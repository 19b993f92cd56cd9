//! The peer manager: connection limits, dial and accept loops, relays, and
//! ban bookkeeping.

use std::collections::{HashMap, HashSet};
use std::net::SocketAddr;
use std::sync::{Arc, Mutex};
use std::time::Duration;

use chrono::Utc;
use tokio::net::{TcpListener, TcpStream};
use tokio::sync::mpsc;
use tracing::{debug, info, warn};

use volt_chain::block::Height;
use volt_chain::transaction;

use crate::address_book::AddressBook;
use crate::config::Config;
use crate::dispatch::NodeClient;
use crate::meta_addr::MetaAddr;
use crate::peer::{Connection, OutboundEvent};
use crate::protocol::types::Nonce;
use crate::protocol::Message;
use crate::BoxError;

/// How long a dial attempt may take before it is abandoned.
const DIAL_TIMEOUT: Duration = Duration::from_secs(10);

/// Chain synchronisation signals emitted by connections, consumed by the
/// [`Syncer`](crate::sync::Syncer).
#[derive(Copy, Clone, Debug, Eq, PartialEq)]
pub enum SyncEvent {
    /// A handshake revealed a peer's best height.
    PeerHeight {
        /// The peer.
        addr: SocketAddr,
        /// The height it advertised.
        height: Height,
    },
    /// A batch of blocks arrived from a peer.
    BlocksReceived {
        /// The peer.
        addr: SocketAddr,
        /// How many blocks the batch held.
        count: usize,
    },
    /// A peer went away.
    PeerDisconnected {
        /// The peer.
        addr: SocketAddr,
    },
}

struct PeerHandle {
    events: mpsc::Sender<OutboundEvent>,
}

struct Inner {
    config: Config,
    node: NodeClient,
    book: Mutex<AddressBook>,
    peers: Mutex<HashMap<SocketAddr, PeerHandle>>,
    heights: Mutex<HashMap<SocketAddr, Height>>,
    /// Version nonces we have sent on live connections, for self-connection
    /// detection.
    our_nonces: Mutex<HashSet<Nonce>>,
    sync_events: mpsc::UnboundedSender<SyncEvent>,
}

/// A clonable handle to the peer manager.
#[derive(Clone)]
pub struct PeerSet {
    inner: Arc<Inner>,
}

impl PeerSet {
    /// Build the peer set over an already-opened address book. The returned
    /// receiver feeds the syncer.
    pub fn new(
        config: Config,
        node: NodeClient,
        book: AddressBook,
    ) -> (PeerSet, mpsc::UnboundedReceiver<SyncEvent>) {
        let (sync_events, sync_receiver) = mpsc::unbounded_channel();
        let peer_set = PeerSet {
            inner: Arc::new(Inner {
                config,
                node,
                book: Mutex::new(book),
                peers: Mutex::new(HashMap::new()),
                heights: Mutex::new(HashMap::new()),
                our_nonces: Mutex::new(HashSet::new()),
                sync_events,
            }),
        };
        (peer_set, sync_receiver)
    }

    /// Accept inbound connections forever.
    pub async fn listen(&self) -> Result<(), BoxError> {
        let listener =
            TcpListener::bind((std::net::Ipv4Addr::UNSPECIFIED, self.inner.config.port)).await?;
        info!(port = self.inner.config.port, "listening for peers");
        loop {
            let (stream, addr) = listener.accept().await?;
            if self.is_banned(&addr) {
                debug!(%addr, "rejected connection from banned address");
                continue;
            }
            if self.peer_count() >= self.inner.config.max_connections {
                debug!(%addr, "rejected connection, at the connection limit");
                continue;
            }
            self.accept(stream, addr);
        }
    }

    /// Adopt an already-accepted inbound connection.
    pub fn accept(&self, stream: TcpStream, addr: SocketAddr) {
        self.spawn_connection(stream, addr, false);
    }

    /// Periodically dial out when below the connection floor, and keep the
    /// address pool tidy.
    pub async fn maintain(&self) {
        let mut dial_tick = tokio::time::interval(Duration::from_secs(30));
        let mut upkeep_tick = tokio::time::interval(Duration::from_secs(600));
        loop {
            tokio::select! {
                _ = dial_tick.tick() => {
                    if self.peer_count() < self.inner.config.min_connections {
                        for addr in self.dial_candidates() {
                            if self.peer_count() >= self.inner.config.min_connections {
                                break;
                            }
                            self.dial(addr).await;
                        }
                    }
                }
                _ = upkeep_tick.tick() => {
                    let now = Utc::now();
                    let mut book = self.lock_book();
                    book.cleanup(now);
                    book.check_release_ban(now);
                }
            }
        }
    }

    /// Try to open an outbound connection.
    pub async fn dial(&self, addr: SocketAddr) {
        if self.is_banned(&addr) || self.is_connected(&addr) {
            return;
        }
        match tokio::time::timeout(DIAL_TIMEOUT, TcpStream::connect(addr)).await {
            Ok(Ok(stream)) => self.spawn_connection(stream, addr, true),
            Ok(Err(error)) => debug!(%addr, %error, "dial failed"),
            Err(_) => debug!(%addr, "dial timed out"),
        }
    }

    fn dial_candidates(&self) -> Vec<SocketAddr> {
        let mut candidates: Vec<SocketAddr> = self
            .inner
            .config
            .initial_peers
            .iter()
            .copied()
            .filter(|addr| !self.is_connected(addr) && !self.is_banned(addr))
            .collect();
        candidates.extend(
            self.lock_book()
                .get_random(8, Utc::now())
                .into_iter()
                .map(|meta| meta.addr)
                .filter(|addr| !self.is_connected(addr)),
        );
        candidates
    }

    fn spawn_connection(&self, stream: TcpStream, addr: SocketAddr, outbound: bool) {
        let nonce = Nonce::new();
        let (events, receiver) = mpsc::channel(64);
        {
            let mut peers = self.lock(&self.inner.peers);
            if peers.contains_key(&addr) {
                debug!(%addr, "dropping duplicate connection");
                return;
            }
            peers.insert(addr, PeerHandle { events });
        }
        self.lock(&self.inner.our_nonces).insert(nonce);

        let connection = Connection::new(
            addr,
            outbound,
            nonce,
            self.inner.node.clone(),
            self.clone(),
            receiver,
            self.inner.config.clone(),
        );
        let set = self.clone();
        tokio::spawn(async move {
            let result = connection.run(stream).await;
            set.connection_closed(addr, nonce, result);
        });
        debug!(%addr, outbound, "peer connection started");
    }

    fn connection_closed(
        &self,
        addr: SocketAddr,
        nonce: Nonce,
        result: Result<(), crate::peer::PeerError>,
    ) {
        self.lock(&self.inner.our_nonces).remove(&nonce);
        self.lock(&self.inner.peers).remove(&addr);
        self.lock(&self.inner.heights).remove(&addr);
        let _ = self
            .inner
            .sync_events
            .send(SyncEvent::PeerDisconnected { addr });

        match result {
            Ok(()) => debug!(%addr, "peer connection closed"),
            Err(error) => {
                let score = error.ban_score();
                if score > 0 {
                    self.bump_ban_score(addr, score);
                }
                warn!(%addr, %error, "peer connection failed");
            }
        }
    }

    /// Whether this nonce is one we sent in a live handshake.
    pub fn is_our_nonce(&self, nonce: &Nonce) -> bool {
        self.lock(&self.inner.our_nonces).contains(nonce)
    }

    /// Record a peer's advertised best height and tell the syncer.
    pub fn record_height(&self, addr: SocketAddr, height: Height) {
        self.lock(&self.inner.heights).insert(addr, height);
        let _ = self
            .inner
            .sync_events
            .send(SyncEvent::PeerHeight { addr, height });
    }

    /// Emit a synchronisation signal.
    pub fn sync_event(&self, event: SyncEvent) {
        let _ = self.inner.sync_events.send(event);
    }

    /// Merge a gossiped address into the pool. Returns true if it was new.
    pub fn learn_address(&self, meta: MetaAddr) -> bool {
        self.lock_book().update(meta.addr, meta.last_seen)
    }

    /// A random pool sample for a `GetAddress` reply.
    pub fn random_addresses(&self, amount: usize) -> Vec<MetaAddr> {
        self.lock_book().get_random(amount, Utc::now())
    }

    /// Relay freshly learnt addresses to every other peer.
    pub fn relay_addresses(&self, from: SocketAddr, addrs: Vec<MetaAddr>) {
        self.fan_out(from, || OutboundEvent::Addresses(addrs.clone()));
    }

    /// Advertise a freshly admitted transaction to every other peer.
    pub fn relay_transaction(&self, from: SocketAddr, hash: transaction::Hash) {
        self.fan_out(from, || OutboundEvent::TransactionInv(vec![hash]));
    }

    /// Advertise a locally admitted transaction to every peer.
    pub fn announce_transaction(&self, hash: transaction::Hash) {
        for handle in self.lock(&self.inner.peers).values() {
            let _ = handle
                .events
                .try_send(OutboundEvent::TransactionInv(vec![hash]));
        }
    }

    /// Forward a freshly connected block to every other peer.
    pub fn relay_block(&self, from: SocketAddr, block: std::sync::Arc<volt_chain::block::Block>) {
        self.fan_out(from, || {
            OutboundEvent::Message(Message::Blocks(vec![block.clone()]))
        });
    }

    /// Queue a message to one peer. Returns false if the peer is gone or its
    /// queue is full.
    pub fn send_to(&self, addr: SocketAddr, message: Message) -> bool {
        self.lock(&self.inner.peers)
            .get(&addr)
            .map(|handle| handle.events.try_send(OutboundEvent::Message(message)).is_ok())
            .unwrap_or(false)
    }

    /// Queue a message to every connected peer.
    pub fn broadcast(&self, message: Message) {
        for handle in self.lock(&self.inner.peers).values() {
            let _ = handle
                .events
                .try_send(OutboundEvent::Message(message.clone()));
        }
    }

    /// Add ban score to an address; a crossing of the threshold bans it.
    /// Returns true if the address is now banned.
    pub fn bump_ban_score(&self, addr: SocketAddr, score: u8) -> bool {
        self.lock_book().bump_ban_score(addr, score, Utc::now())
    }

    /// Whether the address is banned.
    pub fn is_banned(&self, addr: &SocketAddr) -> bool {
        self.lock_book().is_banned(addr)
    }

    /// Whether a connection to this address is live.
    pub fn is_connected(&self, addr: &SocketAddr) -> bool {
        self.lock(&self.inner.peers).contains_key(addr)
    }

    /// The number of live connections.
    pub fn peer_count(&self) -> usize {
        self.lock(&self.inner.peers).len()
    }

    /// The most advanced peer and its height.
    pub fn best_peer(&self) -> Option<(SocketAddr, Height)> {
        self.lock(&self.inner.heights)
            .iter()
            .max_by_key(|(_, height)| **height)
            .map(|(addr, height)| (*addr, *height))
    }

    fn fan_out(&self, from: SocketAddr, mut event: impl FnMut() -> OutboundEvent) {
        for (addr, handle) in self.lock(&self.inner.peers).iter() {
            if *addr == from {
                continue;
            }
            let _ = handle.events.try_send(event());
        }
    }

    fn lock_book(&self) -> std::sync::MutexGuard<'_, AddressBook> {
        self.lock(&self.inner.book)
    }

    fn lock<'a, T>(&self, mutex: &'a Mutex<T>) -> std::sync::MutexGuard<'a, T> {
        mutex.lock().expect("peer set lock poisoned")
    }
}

--------------------------------

**What you will do:**
The lines to return are those in the entries above that include "SyncEvent".

**Task answer:**
pub enum SyncEvent {
    sync_events: mpsc::UnboundedSender<SyncEvent>,
    ) -> (PeerSet, mpsc::UnboundedReceiver<SyncEvent>) {
            .send(SyncEvent::PeerDisconnected { addr });
            .send(SyncEvent::PeerHeight { addr, height });
    pub fn sync_event(&self, event: SyncEvent) {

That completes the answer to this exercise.